23

684 69 34
                                    

San początkowo był zaskoczony nagłym gestem, ale gdy już uświadomił sobie, że to Wooyoung, poczuł wielką ulgę. Nawet nie pytał póki co skąd się tu wziął i dlaczego to zrobił. Liczyło się na ten moment pozbycie tej natrętnej dziewczyny.

- Kto to? - Wooyoung spojrzał na dziewczynę, która w tym momencie była tak speszona, że gdyby mogła, prawdopodobnie zapadłaby się pod ziemię.

- To-

- Poszłam za nim, bo zostawił portfel w kawiarni. - zmyśliła na szybko. - Rozmawialiśmy tylko przez chwilę.

- Więc porywam go już. - powiedział ze sztucznym uśmiechem i odszedł od dziewczyny, która patrzyła na Sana wzrokiem "przecież mówiłeś, że na nikogo nie czekasz".

Czuł dziwną satysfakcję z tego, co zrobił, mimo że pierwotnie nie miał tego w planach. Owszem, miał zaproponować Sanowi spotkanie i porozmawiać o nich, ale ten pocałunek był całkowicie spontaniczny, wywołany dziwnym impulsem. Po prostu moe spodobał mu się widok Sana z jakąś obcą dziewczyną.
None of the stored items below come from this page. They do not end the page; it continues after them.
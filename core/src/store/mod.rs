//! SQLite persistence layer.
//!
//! RULE: Only the store talks to the database.
//! The scheduler and engine call store methods; they never execute SQL
//! directly.

use crate::{
    command::CommandRecord,
    error::{SimError, SimResult},
    event::EventLogEntry,
    game::Game,
    snapshot::SnapshotStore,
    types::{CommandId, Tick},
    world::WorldState,
};
use parking_lot::Mutex;
use rusqlite::{params, Connection};

mod audit;
mod chain;

pub struct GameStore {
    conn: Mutex<Connection>,
    path: Option<String>, // None for :memory:, Some(path) for file
}

impl GameStore {
    pub fn open(path: &str) -> SimResult<Self> {
        let conn = Connection::open_with_flags(
            path,
            rusqlite::OpenFlags::SQLITE_OPEN_READ_WRITE
                | rusqlite::OpenFlags::SQLITE_OPEN_CREATE
                | rusqlite::OpenFlags::SQLITE_OPEN_URI,
        )?;
        // WAL mode only for real files (shared-memory and :memory: ignore it).
        let _ = conn.execute_batch("PRAGMA journal_mode=WAL;");
        conn.execute_batch("PRAGMA foreign_keys=ON;")?;
        Ok(Self {
            conn: Mutex::new(conn),
            path: Some(path.to_string()),
        })
    }

    /// Open an in-memory database (used in tests).
    pub fn in_memory() -> SimResult<Self> {
        let conn = Connection::open(":memory:")?;
        conn.execute_batch("PRAGMA foreign_keys=ON;")?;
        Ok(Self {
            conn: Mutex::new(conn),
            path: None,
        })
    }

    /// Reopen a new connection to the same database.
    /// For in-memory databases, this returns a new in-memory database (isolated).
    pub fn reopen(&self) -> SimResult<Self> {
        match &self.path {
            Some(p) => Self::open(p),
            None => Self::in_memory(),
        }
    }

    /// Apply all schema migrations in order.
    pub fn migrate(&self) -> SimResult<()> {
        self.conn
            .lock()
            .execute_batch(include_str!("../../../migrations/001_foundation.sql"))?;
        Ok(())
    }

    // ── Game ───────────────────────────────────────────────────

    fn insert_game(conn: &Connection, game: &Game) -> SimResult<()> {
        conn.execute(
            "INSERT INTO game (game_id, name, seed, status, game_json, created_at)
             VALUES (?1, ?2, ?3, ?4, ?5, ?6)",
            params![
                game.game_id,
                game.name,
                game.seed as i64,
                game.status.as_str(),
                serde_json::to_string(game)?,
                game.created_at.to_rfc3339(),
            ],
        )?;
        Ok(())
    }
}

impl SnapshotStore for GameStore {
    fn register_game(&self, game: &Game, genesis: &WorldState) -> SimResult<()> {
        if genesis.tick != 0 {
            return Err(SimError::SequenceConflict {
                game_id: game.game_id.clone(),
                expected: 0,
                actual: genesis.tick,
            });
        }
        let mut conn = self.conn.lock();
        let tx = conn.transaction()?;
        let exists: bool = tx.query_row(
            "SELECT EXISTS(SELECT 1 FROM game WHERE game_id = ?1)",
            params![game.game_id],
            |row| row.get(0),
        )?;
        if exists {
            return Err(SimError::GameExists(game.game_id.clone()));
        }
        Self::insert_game(&tx, game)?;
        chain::insert_state(&tx, genesis)?;
        tx.commit()?;
        log::info!("registered game {} ({})", game.game_id, game.name);
        Ok(())
    }

    fn save_game(&self, game: &Game) -> SimResult<()> {
        let updated = self.conn.lock().execute(
            "UPDATE game SET status = ?2, game_json = ?3 WHERE game_id = ?1",
            params![game.game_id, game.status.as_str(), serde_json::to_string(game)?],
        )?;
        if updated == 0 {
            return Err(SimError::UnknownGame(game.game_id.clone()));
        }
        Ok(())
    }

    fn games(&self) -> SimResult<Vec<Game>> {
        let conn = self.conn.lock();
        let mut stmt = conn.prepare("SELECT game_json FROM game ORDER BY game_id")?;
        let rows = stmt
            .query_map([], |row| row.get::<_, String>(0))?
            .collect::<Result<Vec<_>, _>>()?;
        rows.iter()
            .map(|json| Ok(serde_json::from_str(json)?))
            .collect()
    }

    fn commit(&self, state: &WorldState, records: &[CommandRecord]) -> SimResult<()> {
        let mut conn = self.conn.lock();
        let tx = conn.transaction()?;
        let latest = chain::latest_tick(&tx, &state.game_id)?
            .ok_or_else(|| SimError::UnknownGame(state.game_id.clone()))?;
        if state.tick != latest + 1 {
            return Err(SimError::SequenceConflict {
                game_id: state.game_id.clone(),
                expected: latest + 1,
                actual: state.tick,
            });
        }
        chain::insert_state(&tx, state)?;
        audit::insert_records(&tx, records)?;
        tx.commit()?;
        Ok(())
    }

    fn read(&self, game_id: &str, tick: Tick) -> SimResult<Option<WorldState>> {
        chain::read_state(&self.conn.lock(), game_id, Some(tick))
    }

    fn read_latest(&self, game_id: &str) -> SimResult<Option<WorldState>> {
        chain::read_state(&self.conn.lock(), game_id, None)
    }

    fn latest_tick(&self, game_id: &str) -> SimResult<Option<Tick>> {
        chain::latest_tick(&self.conn.lock(), game_id)
    }

    fn append_audit(&self, records: &[CommandRecord]) -> SimResult<()> {
        let mut conn = self.conn.lock();
        let tx = conn.transaction()?;
        audit::insert_records(&tx, records)?;
        tx.commit()?;
        Ok(())
    }

    fn audit_for_tick(&self, game_id: &str, tick: Tick) -> SimResult<Vec<CommandRecord>> {
        audit::records_for_tick(&self.conn.lock(), game_id, tick)
    }

    fn command_log(&self, game_id: &str) -> SimResult<Vec<CommandRecord>> {
        audit::command_log(&self.conn.lock(), game_id)
    }

    fn events_for_tick(&self, game_id: &str, tick: Tick) -> SimResult<Vec<EventLogEntry>> {
        chain::events_for_tick(&self.conn.lock(), game_id, tick)
    }

    fn chain(&self, game_id: &str) -> SimResult<Vec<(Tick, String)>> {
        chain::chain_heads(&self.conn.lock(), game_id)
    }

    fn max_command_id(&self, game_id: &str) -> SimResult<CommandId> {
        audit::max_command_id(&self.conn.lock(), game_id)
    }
}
- Może powiesz w końcu, co to było? - zapytał San, gdy oddalili się od przystanku.

- Wydawało mi się, że potrzebujesz pomocy. - powiedział, nie chcąc przyznać, że powodem była też zazdrość.

- I tak miałem zaraz autobus. W końcu by się odczepiła.

- Co chciała?

- Pewnie chciała mnie poderwać czy coś. Szczerze, nie obchodzi mnie to, bo nie byłem zainteresowany.

- Co robiłeś w kawiarni tak wcześnie z rana?

- Czemu wszystkich to dziwi? - westchnął przewracając oczami. - Potrzebowałem zebrać myśli. Nudziło mi się w domu, więc musiałem gdzieś wyjść.

- Myślałem, że w weekendy raczej włóczysz się z chłopakami.

- Dziś akurat nie miałem ochoty. I tak wszyscy są zajęci.

- Wiesz... Mogłeś zadzwonić.

- Nie chciałem się narzucać. Powiedziałeś, że potrzebujesz czasu, więc uznałem, że-

- Potrzebuję czasu, żeby zastanowić się nad naszą relacją, a nie odpocząć od ciebie. To dwie różne rzeczy, San.

- Wybacz.

- Ale skoro już o tym mowa. - westchnął głośno, dopiero teraz zdając sobie sprawę, że trzymają się za ręce. - Nie chcę cię odrzucać, ale też nie jestem w stanie zagwarantować ci, że to wyjdzie. Nie jestem w tym dobry.

- Więc jednak się zgadzasz? - zapytał podekscytowany, całkowicie pomijając drugą część zdania.

- Chcę spróbować, chociaż szczerze mówiąc, trochę się boję...

- Czego?

- Co jeśli to tylko przysporzy nam problemów? Jak twoi rodzice zareagują, jeśli dowiedzą się, że umawiasz się z chłopakiem?

- Myślisz, że nie robiłem tego wcześniej? - uniósł brew.

- Oh. No tak. - odpowiedź Wooyounga zdawała się być przepełniona pewnego rodzaju żalem. - Przecież w przeciwieństwie do mnie, masz jakieś doświadczenie...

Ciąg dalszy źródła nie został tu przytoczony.